What is a simile?
Answer: A comparison using “like” or “as.”
What does the author’s purpose mean?
Answer: Why the author wrote the text.
What should you use to support your answer?
Answer: Text evidence.
What does infer mean?
Answer: To figure something out using clues.
Dogs are loyal pets. They help people and are great companions.
Answer: Dogs are loyal and helpful companions.
What is a metaphor?
Answer: A direct comparison.
What are the 3 main purposes?
Hint: Think P.I.E
Answer: Inform, persuade, entertain.
Where do you find evidence?
Answer: In the passage/text.
What does analyze mean?
Answer: To break something down and examine it.
Bees help pollinate plants, which helps flowers grow.
Answer: Bees help plants grow by pollinating them.

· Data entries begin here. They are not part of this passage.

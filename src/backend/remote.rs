// 该文件是 Huishou （回收分拣） 项目的一部分。
// src/backend/remote.rs - 远端推理后端
//
// 本文件根据 Apache 许可证第 2.0 版（以下简称“许可证”）授权使用；
// 除非遵守该许可证条款，否则您不得使用本文件。
// 您可通过以下网址获取许可证副本：
// http://www.apache.org/licenses/LICENSE-2.0
// 除非适用法律要求或书面同意，根据本许可协议分发的软件均按“原样”提供，
// 不附带任何形式的明示或暗示的保证或条件。
// 有关许可权限与限制的具体条款，请参阅本许可协议。
//
// Copyright (C) 2026 Johann Li <me@qinka.pro>, Wareless Group

use std::sync::Arc;

use reqwest::multipart::{Form, Part};
use serde::Deserialize;
use tracing::{debug, warn};
use url::Url;

use crate::{
  aggregate::TopKEntry,
  backend::{BackendError, BackendIdentity, BackendKind},
  config::RemoteConfig,
  labels::ClassMap,
  model::{DetectResult, Detection},
};

pub const REMOTE_DEFAULT_VERSION: &str = "v1-yolo-cloud";

/// 远端应答：原始检测框，或云端服务的 topk 格式
#[derive(Deserialize, Debug)]
#[serde(untagged)]
enum RemoteReply {
  Detections {
    detections: Vec<Detection>,
    #[serde(default)]
    annotated_image_base64: Option<String>,
  },
  TopK {
    topk: Vec<TopKEntry>,
    #[serde(default)]
    annotated_image_base64: Option<String>,
  },
}

/// 把图像转发给远端服务，不重试
pub struct RemoteCloud {
  client: reqwest::Client,
  endpoint: Url,
  token: Option<String>,
  class_map: Arc<ClassMap>,
  identity: BackendIdentity,
}

impl RemoteCloud {
  pub fn new(
    config: &RemoteConfig,
    class_map: Arc<ClassMap>,
    version: &str,
  ) -> Result<Self, BackendError> {
    let client = reqwest::Client::builder()
      .timeout(config.timeout)
      .build()
      .map_err(|e| BackendError::Unavailable(format!("cannot build http client: {}", e)))?;

    Ok(Self {
      client,
      endpoint: config.endpoint.clone(),
      token: config.token.clone(),
      class_map,
      identity: BackendIdentity::new(BackendKind::Remote, "remote", version),
    })
  }

  pub fn identity(&self) -> &BackendIdentity {
    &self.identity
  }

  pub async fn detect(&self, image: &[u8]) -> Result<DetectResult, BackendError> {
    let form = Form::new().part("file", Part::bytes(image.to_vec()).file_name("upload"));
    let mut request = self.client.post(self.endpoint.clone()).multipart(form);
    if let Some(token) = &self.token {
      request = request.bearer_auth(token);
    }

    let response = request.send().await.map_err(|e| {
      warn!("远端推理请求失败: {}", e);
      if e.is_timeout() {
        BackendError::Unavailable("remote endpoint timed out".to_string())
      } else {
        BackendError::Unavailable(format!("remote endpoint unreachable: {}", e))
      }
    })?;

    let status = response.status();
    if !status.is_success() {
      warn!("远端推理返回错误状态: {}", status);
      return Err(BackendError::Unavailable(format!(
        "remote endpoint returned {}",
        status
      )));
    }

    let reply: RemoteReply = response.json().await.map_err(|e| {
      if e.is_decode() {
        BackendError::Inference(format!("malformed remote reply: {}", e))
      } else {
        BackendError::Unavailable(format!("remote reply interrupted: {}", e))
      }
    })?;
    debug!("远端应答: {:?}", reply);

    Ok(self.decode_reply(reply))
  }

  fn decode_reply(&self, reply: RemoteReply) -> DetectResult {
    match reply {
      RemoteReply::Detections {
        detections,
        annotated_image_base64,
      } => DetectResult {
        items: detections.into_boxed_slice(),
        annotated_image: annotated_image_base64,
      },
      RemoteReply::TopK {
        topk,
        annotated_image_base64,
      } => {
        let items: Vec<Detection> = topk
          .into_iter()
          .filter_map(|entry| match self.class_map.index_of(&entry.label) {
            Some(class_id) => Some(Detection::new(class_id, entry.score)),
            None => {
              warn!("远端返回了类别表之外的标签: {}", entry.label);
              None
            }
          })
          .collect();
        DetectResult {
          items: items.into_boxed_slice(),
          annotated_image: annotated_image_base64,
        }
      }
    }
  }
}
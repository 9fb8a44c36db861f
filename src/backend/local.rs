// 该文件是 Huishou （回收分拣） 项目的一部分。
// src/backend/local.rs - 本地模型后端
//
// 本文件根据 Apache 许可证第 2.0 版（以下简称“许可证”）授权使用；
// 除非遵守该许可证条款，否则您不得使用本文件。
// 您可通过以下网址获取许可证副本：
// http://www.apache.org/licenses/LICENSE-2.0
// 除非适用法律要求或书面同意，根据本许可协议分发的软件均按“原样”提供，
// 不附带任何形式的明示或暗示的保证或条件。
// 有关许可权限与限制的具体条款，请参阅本许可协议。
//
// Copyright (C) 2026 Johann Li <me@qinka.pro>, Wareless Group

use std::path::PathBuf;
use std::sync::Arc;

use tokio::sync::Semaphore;
use tracing::{debug, error};

use crate::{
  backend::{BackendError, BackendIdentity, BackendKind},
  model::{DetectResult, Detector},
};

pub const LOCAL_DEFAULT_VERSION: &str = "v1-yolo-default";

/// 可重入检测器允许的最大并发推理数
const REENTRANT_PERMITS: usize = 64;

/// 包装启动时加载的检测器，所有请求共享同一个句柄
pub struct LocalModel {
  detector: Arc<dyn Detector>,
  permits: Arc<Semaphore>,
  identity: BackendIdentity,
}

impl LocalModel {
  pub fn new(detector: Arc<dyn Detector>, version: &str, model_file: Option<PathBuf>) -> Self {
    let permits = if detector.reentrant() {
      REENTRANT_PERMITS
    } else {
      1
    };
    let identity = BackendIdentity::new(
      BackendKind::Local,
      format!("local:{}", detector.engine()),
      version,
    )
    .with_model_file(model_file);

    Self {
      detector,
      permits: Arc::new(Semaphore::new(permits)),
      identity,
    }
  }

  pub fn identity(&self) -> &BackendIdentity {
    &self.identity
  }

  pub async fn detect(&self, image: &[u8]) -> Result<DetectResult, BackendError> {
    let permit = self
      .permits
      .clone()
      .acquire_owned()
      .await
      .map_err(|_| BackendError::Unavailable("local model is shutting down".to_string()))?;

    let detector = self.detector.clone();
    let image = image.to_vec();
    let now = std::time::Instant::now();
    // 许可随阻塞任务一起释放，请求被取消时推理仍然独占模型
    let detections = tokio::task::spawn_blocking(move || {
      let _permit = permit;
      detector.detect(&image)
    })
    .await
    .map_err(|e| {
      error!("推理任务异常退出: {}", e);
      BackendError::Inference(format!("detector task failed: {}", e))
    })??;
    debug!("本地推理完成，耗时: {:.2?}", now.elapsed());

    Ok(detections.into())
  }
}
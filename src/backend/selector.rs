// 该文件是 Huishou （回收分拣） 项目的一部分。
// src/backend/selector.rs - 后端选择与模型就绪状态
//
// 本文件根据 Apache 许可证第 2.0 版（以下简称“许可证”）授权使用；
// 除非遵守该许可证条款，否则您不得使用本文件。
// 您可通过以下网址获取许可证副本：
// http://www.apache.org/licenses/LICENSE-2.0
// 除非适用法律要求或书面同意，根据本许可协议分发的软件均按“原样”提供，
// 不附带任何形式的明示或暗示的保证或条件。
// 有关许可权限与限制的具体条款，请参阅本许可协议。
//
// Copyright (C) 2026 Johann Li <me@qinka.pro>, Wareless Group

use std::sync::{Arc, PoisonError, RwLock};

use thiserror::Error;
use tokio::sync::Mutex;
use tracing::{error, info, warn};

use crate::{
  backend::{
    BackendError, BackendIdentity, DummyBackend, InferenceBackend, LocalModel, RemoteCloud,
    local::LOCAL_DEFAULT_VERSION, remote::REMOTE_DEFAULT_VERSION,
  },
  config::ServiceConfig,
  labels::{ClassMap, ConfigError, ModelMeta},
  model::{DetectorLoader, EngineLoader, EngineOptions},
  url_file_path,
};

#[derive(Error, Debug)]
pub enum SelectError {
  #[error("no inference backend available")]
  NoBackendAvailable,
  #[error("model failed to load: {0}")]
  LoadFailed(String),
  #[error("invalid configuration: {0}")]
  Config(#[from] ConfigError),
}

/// 选择策略：远端优先，其次本地模型，随机后端只在显式允许时使用
#[derive(Clone)]
pub struct BackendSelector {
  loader: Arc<dyn DetectorLoader>,
}

impl Default for BackendSelector {
  fn default() -> Self {
    Self::with_loader(Arc::new(EngineLoader))
  }
}

impl BackendSelector {
  pub fn with_loader(loader: Arc<dyn DetectorLoader>) -> Self {
    Self { loader }
  }

  /// 阻塞调用：本地模型在这里完成加载
  pub fn select(
    &self,
    config: &ServiceConfig,
    class_map: &Arc<ClassMap>,
  ) -> Result<InferenceBackend, SelectError> {
    if let Some(remote) = &config.remote {
      let meta = ModelMeta::load(&config.model_meta, REMOTE_DEFAULT_VERSION)?;
      info!("使用远端推理服务: {}", remote.endpoint);
      let backend = RemoteCloud::new(remote, class_map.clone(), &meta.version)
        .map_err(|e| SelectError::LoadFailed(e.to_string()))?;
      return Ok(InferenceBackend::RemoteCloud(backend));
    }

    if let Some(model) = &config.model {
      let meta = ModelMeta::load(&config.model_meta, LOCAL_DEFAULT_VERSION)?;
      let options = EngineOptions {
        confidence: config.confidence,
        class_count: class_map.class_count(),
      };
      info!("加载本地模型: {}", model);
      match self.loader.load(model, &options) {
        Ok(detector) => {
          let backend = LocalModel::new(detector, &meta.version, Some(url_file_path(model)));
          return Ok(InferenceBackend::LocalModel(backend));
        }
        Err(e) if config.allow_dummy => {
          warn!("本地模型加载失败 ({})，按配置退回随机后端", e);
        }
        Err(e) => {
          error!("本地模型加载失败: {}", e);
          return Err(SelectError::LoadFailed(e.to_string()));
        }
      }
    }

    if config.allow_dummy {
      warn!("使用随机占位后端，预测结果没有意义");
      return Ok(InferenceBackend::Dummy(DummyBackend::new(class_map)));
    }

    Err(SelectError::NoBackendAvailable)
  }
}

#[derive(Debug, Clone, Copy, PartialEq, Eq)]
pub enum ReadinessStatus {
  Unloaded,
  Loading,
  Ready,
  LoadFailed,
}

impl ReadinessStatus {
  pub fn as_str(&self) -> &'static str {
    match self {
      ReadinessStatus::Unloaded => "unloaded",
      ReadinessStatus::Loading => "loading",
      ReadinessStatus::Ready => "ready",
      ReadinessStatus::LoadFailed => "load_failed",
    }
  }
}

/// 状态快照
#[derive(Debug, Clone)]
pub struct Readiness {
  pub status: ReadinessStatus,
  pub identity: Option<BackendIdentity>,
  pub error: Option<String>,
}

enum SlotState {
  Unloaded,
  Loading,
  Ready(Arc<InferenceBackend>),
  LoadFailed(String),
}

/// 持有当前后端的服务对象
///
/// 状态转换为 `Unloaded -> Loading -> {Ready, LoadFailed}`。
/// `Loading` 期间的请求立即失败而不是等待；`LoadFailed` 只有 [`ModelSlot::reload`] 能离开。
/// 请求在读锁下克隆 `Arc`。重新加载期间旧后端继续服务，新后端就绪后才替换句柄；
/// 重新加载失败时保留旧后端。
pub struct ModelSlot {
  state: RwLock<SlotState>,
  selector: BackendSelector,
  config: RwLock<ServiceConfig>,
  class_map: Arc<ClassMap>,
  loading: Mutex<()>,
}

impl ModelSlot {
  pub fn new(selector: BackendSelector, config: ServiceConfig, class_map: Arc<ClassMap>) -> Self {
    Self {
      state: RwLock::new(SlotState::Unloaded),
      selector,
      config: RwLock::new(config),
      class_map,
      loading: Mutex::new(()),
    }
  }

  /// 直接装入已构造好的后端
  pub fn with_backend(
    backend: InferenceBackend,
    config: ServiceConfig,
    class_map: Arc<ClassMap>,
  ) -> Self {
    let slot = Self::new(BackendSelector::default(), config, class_map);
    slot.set_state(SlotState::Ready(Arc::new(backend)));
    slot
  }

  /// 当前后端对应的配置
  pub fn config(&self) -> ServiceConfig {
    self
      .config
      .read()
      .unwrap_or_else(PoisonError::into_inner)
      .clone()
  }

  fn set_state(&self, state: SlotState) {
    *self.state.write().unwrap_or_else(PoisonError::into_inner) = state;
  }

  fn set_config(&self, config: ServiceConfig) {
    *self.config.write().unwrap_or_else(PoisonError::into_inner) = config;
  }

  fn is_serving(&self) -> bool {
    matches!(
      *self.state.read().unwrap_or_else(PoisonError::into_inner),
      SlotState::Ready(_)
    )
  }

  pub async fn load(&self) -> Readiness {
    let _guard = self.loading.lock().await;
    let _ = self.select_into(self.config()).await;
    self.readiness()
  }

  /// 按新配置重新选择后端，由外部在配置变化后触发
  ///
  /// 选择失败时返回错误；如果之前已有可用后端，它会继续服务。
  pub async fn reload(&self, config: ServiceConfig) -> Result<Readiness, SelectError> {
    let _guard = self.loading.lock().await;
    info!("重新加载推理后端");
    self.select_into(config).await?;
    Ok(self.readiness())
  }

  /// 调用方须持有 `loading` 锁
  async fn select_into(&self, config: ServiceConfig) -> Result<(), SelectError> {
    let serving = self.is_serving();
    if !serving {
      self.set_state(SlotState::Loading);
    }

    let selector = self.selector.clone();
    let class_map = self.class_map.clone();
    let candidate = config.clone();
    let selected = tokio::task::spawn_blocking(move || selector.select(&candidate, &class_map))
      .await
      .unwrap_or_else(|e| Err(SelectError::LoadFailed(format!("loader task failed: {}", e))));

    match selected {
      Ok(backend) => {
        info!(
          "后端就绪: {} ({})",
          backend.identity().engine,
          backend.identity().model_version
        );
        self.set_config(config);
        self.set_state(SlotState::Ready(Arc::new(backend)));
        Ok(())
      }
      Err(e) if serving => {
        warn!("重新加载失败，继续使用当前后端: {}", e);
        Err(e)
      }
      Err(e) => {
        error!("后端不可用: {}", e);
        self.set_config(config);
        self.set_state(SlotState::LoadFailed(e.to_string()));
        Err(e)
      }
    }
  }

  pub fn active(&self) -> Result<Arc<InferenceBackend>, BackendError> {
    match &*self.state.read().unwrap_or_else(PoisonError::into_inner) {
      SlotState::Ready(backend) => Ok(backend.clone()),
      SlotState::Loading => Err(BackendError::Unavailable("model is loading".to_string())),
      SlotState::Unloaded => Err(BackendError::Unavailable("model is not loaded".to_string())),
      SlotState::LoadFailed(reason) => Err(BackendError::Unavailable(reason.clone())),
    }
  }

  pub fn readiness(&self) -> Readiness {
    match &*self.state.read().unwrap_or_else(PoisonError::into_inner) {
      SlotState::Unloaded => Readiness {
        status: ReadinessStatus::Unloaded,
        identity: None,
        error: None,
      },
      SlotState::Loading => Readiness {
        status: ReadinessStatus::Loading,
        identity: None,
        error: None,
      },
      SlotState::Ready(backend) => Readiness {
        status: ReadinessStatus::Ready,
        identity: Some(backend.identity().clone()),
        error: None,
      },
      SlotState::LoadFailed(reason) => Readiness {
        status: ReadinessStatus::LoadFailed,
        identity: None,
        error: Some(reason.clone()),
      },
    }
  }
}

#[cfg(test)]
mod tests {
  use super::*;
  use crate::{
    backend::BackendKind,
    config::RemoteConfig,
    model::{Detection, Detector, EngineError},
  };
  use std::sync::Barrier;
  use url::Url;

  struct FixedDetector;

  impl Detector for FixedDetector {
    fn detect(&self, _: &[u8]) -> Result<Vec<Detection>, EngineError> {
      Ok(vec![Detection::new(0, 0.5)])
    }

    fn engine(&self) -> &str {
      "fixed"
    }
  }

  struct StaticLoader(bool);

  impl DetectorLoader for StaticLoader {
    fn load(&self, url: &Url, _: &EngineOptions) -> Result<Arc<dyn Detector>, EngineError> {
      if self.0 {
        Ok(Arc::new(FixedDetector))
      } else {
        Err(EngineError::ModelMissing(url_file_path(url)))
      }
    }
  }

  fn config() -> ServiceConfig {
    ServiceConfig {
      model_meta: "/nonexistent/model_meta.json".into(),
      ..ServiceConfig::default()
    }
  }

  fn kind_of(result: Result<InferenceBackend, SelectError>) -> BackendKind {
    result.map(|b| b.identity().kind).unwrap()
  }

  #[test]
  fn remote_wins_when_configured() {
    let config = ServiceConfig {
      remote: Some(RemoteConfig::new(Url::parse("http://127.0.0.1:1/").unwrap())),
      model: Some(Url::parse("fixed:///w.bin").unwrap()),
      ..config()
    };
    let selector = BackendSelector::with_loader(Arc::new(StaticLoader(true)));
    let map = Arc::new(ClassMap::builtin());
    assert_eq!(kind_of(selector.select(&config, &map)), BackendKind::Remote);
  }

  #[test]
  fn local_model_when_weights_load() {
    let config = ServiceConfig {
      model: Some(Url::parse("fixed:///w.bin").unwrap()),
      ..config()
    };
    let selector = BackendSelector::with_loader(Arc::new(StaticLoader(true)));
    let backend = selector
      .select(&config, &Arc::new(ClassMap::builtin()))
      .unwrap();
    assert_eq!(backend.identity().kind, BackendKind::Local);
    assert_eq!(backend.identity().model_version, "local/v1-yolo-default");
  }

  #[test]
  fn failed_weights_only_fall_back_when_allowed() {
    let selector = BackendSelector::with_loader(Arc::new(StaticLoader(false)));
    let map = Arc::new(ClassMap::builtin());
    let config = ServiceConfig {
      model: Some(Url::parse("fixed:///w.bin").unwrap()),
      ..config()
    };
    assert!(matches!(
      selector.select(&config, &map),
      Err(SelectError::LoadFailed(_))
    ));

    let config = ServiceConfig {
      allow_dummy: true,
      ..config
    };
    assert_eq!(kind_of(selector.select(&config, &map)), BackendKind::Dummy);
  }

  #[test]
  fn nothing_configured_is_hard_failure() {
    let selector = BackendSelector::default();
    assert!(matches!(
      selector.select(&config(), &Arc::new(ClassMap::builtin())),
      Err(SelectError::NoBackendAvailable)
    ));
  }

  #[tokio::test]
  async fn slot_walks_through_states() {
    let map = Arc::new(ClassMap::builtin());
    let slot = ModelSlot::new(
      BackendSelector::with_loader(Arc::new(StaticLoader(false))),
      ServiceConfig {
        model: Some(Url::parse("fixed:///w.bin").unwrap()),
        ..config()
      },
      map,
    );
    assert_eq!(slot.readiness().status, ReadinessStatus::Unloaded);
    assert!(slot.active().is_err());

    let readiness = slot.load().await;
    assert_eq!(readiness.status, ReadinessStatus::LoadFailed);
    assert!(readiness.error.unwrap().contains("w.bin"));
    assert!(matches!(slot.active(), Err(BackendError::Unavailable(_))));
  }

  #[tokio::test]
  async fn reload_swaps_handle_without_breaking_holders() {
    let map = Arc::new(ClassMap::builtin());
    let local = ServiceConfig {
      model: Some(Url::parse("fixed:///w.bin").unwrap()),
      ..config()
    };
    let slot = ModelSlot::new(
      BackendSelector::with_loader(Arc::new(StaticLoader(true))),
      local.clone(),
      map,
    );
    assert_eq!(slot.load().await.status, ReadinessStatus::Ready);
    let held = slot.active().unwrap();

    assert_eq!(slot.reload(local).await.unwrap().status, ReadinessStatus::Ready);
    let fresh = slot.active().unwrap();
    assert!(!Arc::ptr_eq(&held, &fresh));
    assert_eq!(held.detect(b"img").await.unwrap().len(), 1);

    let dummy = ServiceConfig {
      allow_dummy: true,
      ..config()
    };
    let readiness = slot.reload(dummy).await.unwrap();
    assert_eq!(readiness.identity.unwrap().kind, BackendKind::Dummy);
    assert!(slot.config().allow_dummy);
  }

  #[tokio::test]
  async fn failed_reload_keeps_serving_backend() {
    let map = Arc::new(ClassMap::builtin());
    let local = ServiceConfig {
      model: Some(Url::parse("fixed:///w.bin").unwrap()),
      ..config()
    };
    let slot = ModelSlot::new(
      BackendSelector::with_loader(Arc::new(StaticLoader(true))),
      local,
      map,
    );
    slot.load().await;
    let before = slot.active().unwrap();

    assert!(matches!(
      slot.reload(config()).await,
      Err(SelectError::NoBackendAvailable)
    ));
    let readiness = slot.readiness();
    assert_eq!(readiness.status, ReadinessStatus::Ready);
    assert!(Arc::ptr_eq(&before, &slot.active().unwrap()));
    assert!(slot.config().model.is_some());
  }

  /// 加载时停在屏障上，直到测试放行
  struct GatedLoader {
    entered: Arc<Barrier>,
    release: Arc<Barrier>,
  }

  impl DetectorLoader for GatedLoader {
    fn load(&self, _: &Url, _: &EngineOptions) -> Result<Arc<dyn Detector>, EngineError> {
      self.entered.wait();
      self.release.wait();
      Ok(Arc::new(FixedDetector))
    }
  }

  #[tokio::test(flavor = "multi_thread", worker_threads = 2)]
  async fn requests_fail_fast_while_loading() {
    let entered = Arc::new(Barrier::new(2));
    let release = Arc::new(Barrier::new(2));
    let loader = GatedLoader {
      entered: entered.clone(),
      release: release.clone(),
    };
    let slot = Arc::new(ModelSlot::new(
      BackendSelector::with_loader(Arc::new(loader)),
      ServiceConfig {
        model: Some(Url::parse("fixed:///w.bin").unwrap()),
        ..config()
      },
      Arc::new(ClassMap::builtin()),
    ));

    let loading = tokio::spawn({
      let slot = slot.clone();
      async move { slot.load().await }
    });
    tokio::task::spawn_blocking(move || entered.wait())
      .await
      .unwrap();

    assert_eq!(slot.readiness().status, ReadinessStatus::Loading);
    assert_eq!(
      slot.active().err(),
      Some(BackendError::Unavailable("model is loading".to_string()))
    );

    tokio::task::spawn_blocking(move || release.wait())
      .await
      .unwrap();
    assert_eq!(loading.await.unwrap().status, ReadinessStatus::Ready);
    assert!(slot.active().is_ok());
  }
}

“As fast as a cheetah.” is an example of what kind of figurative language?
Answer: A Simile
If a text gives facts about animals, what is the purpose?
Answer: To inform.
How many pieces of evidence do questions often ask for?
Answer: Usually two.
What does evidence mean?
Answer: Proof from the text.
How do you find the main idea?
Answer: Look for what the text is mostly about + key details.
What is personification?
Answer: Giving human traits to non-human things.
If a text tries to convince you to recycle?
Answer: To persuade.
Why is evidence important?
Answer: It proves your answer is correct.
What does theme mean?
Answer: The lesson or message of a story.
What is the main idea of a paragraph mostly about school uniforms?
Answer: School uniforms are important or beneficial.
What does “The wind whispered” mean?
Answer: Personification—the wind is described like a person.
If a story is funny and tells a narrative?
Answer: To entertain.
What’s a good sentence starter for evidence?
Answer: “According to the text…” or "In the text it states....."
What does context clues mean?
Answer: Words around a word that help you figure out its meaning.
Main idea vs detail—what’s the difference?
Main idea = big idea; details = support it.